— Task —
Print, exactly as written, the line containing "fn is_terminated(&self, stats: &SearchStats)" and every line after it, ending with the final line of the data below.
────────────────────
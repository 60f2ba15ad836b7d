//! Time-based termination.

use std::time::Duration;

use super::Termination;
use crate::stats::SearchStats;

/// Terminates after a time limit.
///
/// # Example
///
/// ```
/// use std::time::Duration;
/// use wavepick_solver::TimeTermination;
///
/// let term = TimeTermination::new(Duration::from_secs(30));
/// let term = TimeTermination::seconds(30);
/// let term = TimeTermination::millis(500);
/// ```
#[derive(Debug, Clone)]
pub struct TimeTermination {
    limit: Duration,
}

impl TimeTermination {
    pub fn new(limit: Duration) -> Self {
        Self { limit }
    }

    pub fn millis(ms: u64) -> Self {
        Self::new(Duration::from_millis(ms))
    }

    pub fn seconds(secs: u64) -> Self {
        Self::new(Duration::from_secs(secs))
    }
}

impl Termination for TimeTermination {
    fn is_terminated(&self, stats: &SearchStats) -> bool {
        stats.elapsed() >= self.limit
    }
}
────────────────────
— Response for this exercise —
    fn is_terminated(&self, stats: &SearchStats) -> bool {
        stats.elapsed() >= self.limit
    }
}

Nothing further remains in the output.